INPUT RECORDS →
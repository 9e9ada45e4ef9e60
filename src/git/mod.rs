//! Git gateway: every git interaction in the orchestrator goes through here.
//!
//! Mutating and network-touching operations shell out to the `git` binary
//! with explicit timeouts and retry-with-backoff on transient failures
//! (`gateway`). Read-only inspection of the working tree and object graph
//! uses libgit2 (`inspect`). Git is the source of truth: agent claims about
//! produced work are hints that must be confirmed here.

mod gateway;
mod inspect;

pub use gateway::*;
pub use inspect::*;
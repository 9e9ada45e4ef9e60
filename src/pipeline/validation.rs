//! Stage B: determine the exact commit representing the developer's work.
//!
//! Git is the source of truth. The developer's textual claims (markers,
//! reported SHA) are consulted only after the object graph has nothing to
//! offer.

use std::time::Duration;

use crate::agent::{developer_failed, developer_finished, extract_commit_sha};
use crate::checkpoint::CheckpointExtra;
use crate::errors::PipelineError;
use crate::event::spawn_verify_story_push;
use crate::git;
use crate::model::{DeveloperOutput, Epic, GitValidationStageResult, Story, StoryStatus};
use crate::notify::LogLevel;

use super::context::PipelineContext;

/// Grace period for push propagation before the first remote check.
const PUSH_PROPAGATION_DELAY: Duration = Duration::from_secs(3);

/// Run the git validation stage.
pub async fn run_validation_stage(
    ctx: &PipelineContext,
    story: &Story,
    epic: &Epic,
    developer: &DeveloperOutput,
) -> Result<GitValidationStageResult, PipelineError> {
    let key = ctx.checkpoint_key(epic, story);
    let repo_path = ctx.repo_path(epic);

    tokio::time::sleep(PUSH_PROPAGATION_DELAY).await;

    // The event log holds the definitive branch name for the story; an agent
    // restart may have renamed what the in-memory story carries.
    let snapshot = ctx
        .events
        .current_state(&ctx.task.id)
        .map_err(PipelineError::Other)?;
    let branch = snapshot
        .story_branch(&story.id)
        .filter(|b| !b.is_empty())
        .unwrap_or(&story.branch_name)
        .to_string();

    if let Err(e) = ctx.git.fetch(&repo_path).await {
        tracing::warn!(error = %e, "validation fetch failed, inspecting local state");
    }
    let work = git::verify_developer_work(&repo_path, &branch, Some(&epic.branch_name))
        .map_err(PipelineError::Other)?;

    // An explicit FAILED marker with no work in git is a real failure; with
    // work present, git wins and the marker is ignored.
    let raw = developer.raw_response.as_deref().unwrap_or("");
    if developer_failed(raw) && !work.has_commits {
        let detection =
            git::detect_work_in_workspace(&repo_path).map_err(PipelineError::Other)?;
        if !detection.has_any_work() {
            return Ok(GitValidationStageResult::failure(
                &branch,
                "developer reported FAILED and git shows no work",
            ));
        }
    }

    if let Some(sha) = work.commit_sha.filter(|_| work.has_commits) {
        ctx.git
            .ensure_commit_on_remote(&repo_path, &branch, &sha)
            .await?;
        ctx.checkpoints
            .save(&key, StoryStatus::Pushed, CheckpointExtra::with_commit(&sha))?;
        spawn_verify_story_push(
            ctx.task.id.clone(),
            story.id.clone(),
            branch.clone(),
            repo_path.clone(),
            ctx.notifier.clone(),
        );
        ctx.console(
            LogLevel::Info,
            &format!("validated {} commits on {}, tip {}", work.commit_count, branch, sha),
        );
        return Ok(GitValidationStageResult {
            commit_sha: Some(sha),
            branch_name: branch,
            salvaged: false,
            from_markers: false,
            failed: false,
            error: None,
        });
    }

    // No commits: try the auto-commit safety net on whatever is in the tree.
    if let Some(sha) = ctx
        .git
        .auto_commit_uncommitted_work(&repo_path, &story.title, &branch)
        .await?
    {
        ctx.checkpoints
            .save(&key, StoryStatus::Pushed, CheckpointExtra::with_commit(&sha))?;
        ctx.console(
            LogLevel::Warn,
            &format!("auto-committed uncommitted work on {} as {}", branch, sha),
        );
        return Ok(GitValidationStageResult {
            commit_sha: Some(sha),
            branch_name: branch,
            salvaged: true,
            from_markers: false,
            failed: false,
            error: None,
        });
    }

    // Last resort: believe the output markers, but only a well-formed pair.
    if developer_finished(raw)
        && let Some(sha) = extract_commit_sha(raw)
    {
        ctx.console(
            LogLevel::Warn,
            &format!("accepting marker-reported commit {} for {}", sha, story.id),
        );
        ctx.checkpoints
            .save(&key, StoryStatus::Pushed, CheckpointExtra::with_commit(&sha))?;
        return Ok(GitValidationStageResult {
            commit_sha: Some(sha),
            branch_name: branch,
            salvaged: false,
            from_markers: true,
            failed: false,
            error: None,
        });
    }

    Ok(GitValidationStageResult::failure(
        &branch,
        "no commits on branch, nothing to auto-commit, no trustworthy markers",
    ))
}
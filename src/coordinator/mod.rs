//! Epic coordinator: orders epics, runs stories strictly sequentially.
//!
//! Sequential story execution is a correctness property, not an
//! optimisation: each story branches from the epic head and therefore sees
//! every previously merged story. The coordinator always emits a
//! terminating `DevelopersCompleted` event, even when it fails before the
//! first story, so outer state machines never hang.

pub mod ordering;

use std::time::Duration;

use serde_json::json;

use crate::errors::CoordinatorError;
use crate::event::EventType;
use crate::model::{CostBreakdown, Epic, Story, StoryPipelineResult};
use crate::notify::LogLevel;
use crate::pipeline::{PipelineContext, StoryPipeline};
use crate::recovery::{RecoveryService, RecoveryVerdict};

/// Aggregate outcome of one task pipeline run.
#[derive(Debug, Default)]
pub struct CoordinatorReport {
    pub successful: usize,
    pub failed: usize,
    pub stories_implemented: usize,
    pub epics_count: usize,
    pub total_cost_usd: f64,
    pub results: Vec<StoryPipelineResult>,
    pub error: Option<String>,
}

/// Runs every epic of a task to completion.
pub struct EpicCoordinator {
    /// How many developer instances exist. Within sequential execution the
    /// instance id is a label on the work, not a concurrency axis.
    developer_instances: usize,
}

impl Default for EpicCoordinator {
    fn default() -> Self {
        Self {
            developer_instances: 1,
        }
    }
}

impl EpicCoordinator {
    pub fn new(developer_instances: usize) -> Self {
        Self {
            developer_instances: developer_instances.max(1),
        }
    }

    /// Run the full task pipeline. Always emits `DevelopersCompleted`.
    ///
    /// A coordinator-level failure (invariant violation, cost ceiling,
    /// branch setup) aborts further work but keeps everything already
    /// accumulated: stories that merged before the abort stay counted and
    /// costed in the returned report.
    pub async fn run_task_pipeline(&self, ctx: &PipelineContext) -> CoordinatorReport {
        let mut report = CoordinatorReport::default();
        if let Err(e) = self.run_inner(ctx, &mut report).await {
            let message = format!("{:#}", e);
            tracing::error!(task_id = %ctx.task.id, error = %message, "coordinator failed");
            report.error = Some(message);
        }

        let payload = json!({
            "successful": report.successful,
            "failed": report.failed + usize::from(report.error.is_some()),
            "stories_implemented": report.stories_implemented,
            "epics_count": report.epics_count,
            "total_cost_usd": report.total_cost_usd,
            "error": report.error,
        });
        if let Err(e) = ctx.record_event(EventType::DevelopersCompleted, "coordinator", payload) {
            // The terminating event must never be lost silently.
            tracing::error!(error = %format!("{:#}", e), "failed to record DevelopersCompleted");
            if report.error.is_none() {
                report.error = Some(format!("failed to record DevelopersCompleted: {:#}", e));
            }
        }
        report
    }

    async fn run_inner(
        &self,
        ctx: &PipelineContext,
        report: &mut CoordinatorReport,
    ) -> anyhow::Result<()> {
        let violations = ctx.events.validate_state(&ctx.task.id)?;
        if !violations.is_empty() {
            anyhow::bail!("task state invalid: {}", violations.join("; "));
        }

        let snapshot = ctx.events.current_state(&ctx.task.id)?;
        if snapshot.epics.is_empty() {
            return Err(CoordinatorError::NoEpics {
                task_id: ctx.task.id.clone(),
            }
            .into());
        }

        // Epics in submission order (the fold loses it), then dependency
        // ordering with the conservative cross-repo policy on top.
        let mut epics: Vec<Epic> = Vec::new();
        for id in &ctx.task.epic_ids {
            if let Some(epic) = snapshot.epics.get(id) {
                epics.push(epic.clone());
            }
        }
        for epic in snapshot.epics.values() {
            if !ctx.task.epic_ids.contains(&epic.id) {
                epics.push(epic.clone());
            }
        }
        let order = ordering::order_epics(&epics)?;
        tracing::info!(task_id = %ctx.task.id, ?order, "epic execution order resolved");
        ctx.notifier.emit(
            &ctx.task.id,
            "epic_order_resolved",
            json!({"order": order}),
        );

        report.epics_count = order.len();
        let mut instance_cursor = 0usize;

        for epic_id in &order {
            let Some(epic) = snapshot.epics.get(epic_id) else {
                continue;
            };
            self.prepare_epic_branch(ctx, epic).await?;

            for story_id in &epic.story_ids {
                if ctx.cancel.is_cancelled() {
                    tracing::info!(task_id = %ctx.task.id, "cancellation requested; stopping before next story");
                    return Ok(());
                }
                let Some(story) = snapshot.stories.get(story_id) else {
                    continue;
                };
                if story.status.is_settled() {
                    report.stories_implemented += 1;
                    if story.status == crate::model::StoryStatus::Completed {
                        report.successful += 1;
                    } else {
                        report.failed += 1;
                    }
                    continue;
                }

                if let Some(ceiling) = ctx.config.max_cost_per_task
                    && report.total_cost_usd > ceiling
                {
                    return Err(CoordinatorError::CostCeilingExceeded {
                        task_id: ctx.task.id.clone(),
                        spent: report.total_cost_usd,
                        ceiling,
                    }
                    .into());
                }

                let instance = format!("dev-{}", instance_cursor % self.developer_instances + 1);
                instance_cursor += 1;
                ctx.console(
                    LogLevel::Info,
                    &format!("starting story {} on {} ({})", story.id, epic.id, instance),
                );

                let result = Self::run_story_with_recovery(ctx, story, epic).await;
                report.total_cost_usd += result.costs.total();
                report.stories_implemented += 1;
                if result.success {
                    report.successful += 1;
                } else {
                    report.failed += 1;
                }
                report.results.push(result);
            }
        }

        Ok(())
    }

    /// Invariant: the epic branch is created from the default branch before
    /// any story on the epic runs, and exists on the remote.
    async fn prepare_epic_branch(
        &self,
        ctx: &PipelineContext,
        epic: &Epic,
    ) -> anyhow::Result<()> {
        let repo = ctx
            .task
            .repository(&epic.repository)
            .ok_or_else(|| anyhow::anyhow!("epic {} targets unknown repository {}", epic.id, epic.repository))?;
        let repo_path = ctx.repo_path(epic);

        if let Err(e) = ctx.git.fetch(&repo_path).await {
            tracing::warn!(error = %e, "fetch before epic branch setup failed");
        }
        ctx.git
            .checkout(&repo_path, &epic.branch_name, Some(&repo.default_branch))
            .await?;
        ctx.git
            .ensure_branch_on_remote(&repo_path, &epic.branch_name)
            .await?;
        ctx.record_event(
            EventType::EpicCreated,
            "coordinator",
            json!({"epic": epic, "epic_id": epic.id}),
        )?;
        Ok(())
    }

    /// One story: pipeline run, recovery on stage failure, bounded retries.
    async fn run_story_with_recovery(
        ctx: &PipelineContext,
        story: &Story,
        epic: &Epic,
    ) -> StoryPipelineResult {
        let mut attempts = 0u32;
        let mut spent = CostBreakdown::default();

        loop {
            match StoryPipeline::run(ctx, story, epic).await {
                Ok(mut result) => {
                    result.costs.developer += spent.developer;
                    result.costs.judge += spent.judge;
                    result.costs.conflict_resolution += spent.conflict_resolution;
                    return result;
                }
                Err(failure) => {
                    // Cancellation is not a failure to recover from: the
                    // checkpoint records where execution paused and the story
                    // resumes on the next run.
                    if matches!(failure.error, crate::errors::PipelineError::Cancelled { .. }) {
                        let mut result = StoryPipelineResult::failed(
                            &story.id,
                            &story.branch_name,
                            failure.error.to_string(),
                        );
                        result.costs = failure.costs;
                        result.costs.developer += spent.developer;
                        result.costs.judge += spent.judge;
                        result.costs.conflict_resolution += spent.conflict_resolution;
                        result.usage = failure.usage;
                        result.failure_category = Some("CANCELLED".into());
                        return result;
                    }
                    let attempt_costs = failure.costs;
                    match RecoveryService::recover(ctx, story, epic, *failure, attempts).await {
                        RecoveryVerdict::Retry { delay_ms } => {
                            spent.developer += attempt_costs.developer;
                            spent.judge += attempt_costs.judge;
                            spent.conflict_resolution += attempt_costs.conflict_resolution;
                            attempts += 1;
                            tracing::info!(
                                story_id = %story.id,
                                attempt = attempts,
                                delay_ms,
                                "re-entering pipeline after recovery verdict"
                            );
                            tokio::time::sleep(Duration::from_millis(delay_ms)).await;
                        }
                        RecoveryVerdict::Settled(mut result) => {
                            result.costs.developer += spent.developer;
                            result.costs.judge += spent.judge;
                            result.costs.conflict_resolution += spent.conflict_resolution;
                            return *result;
                        }
                    }
                }
            }
        }
    }
}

REQUIREMENT →
Within the entries above, how many lines contain the word "before"? State the number only.

SOLUTION TO THE EXERCISE →
6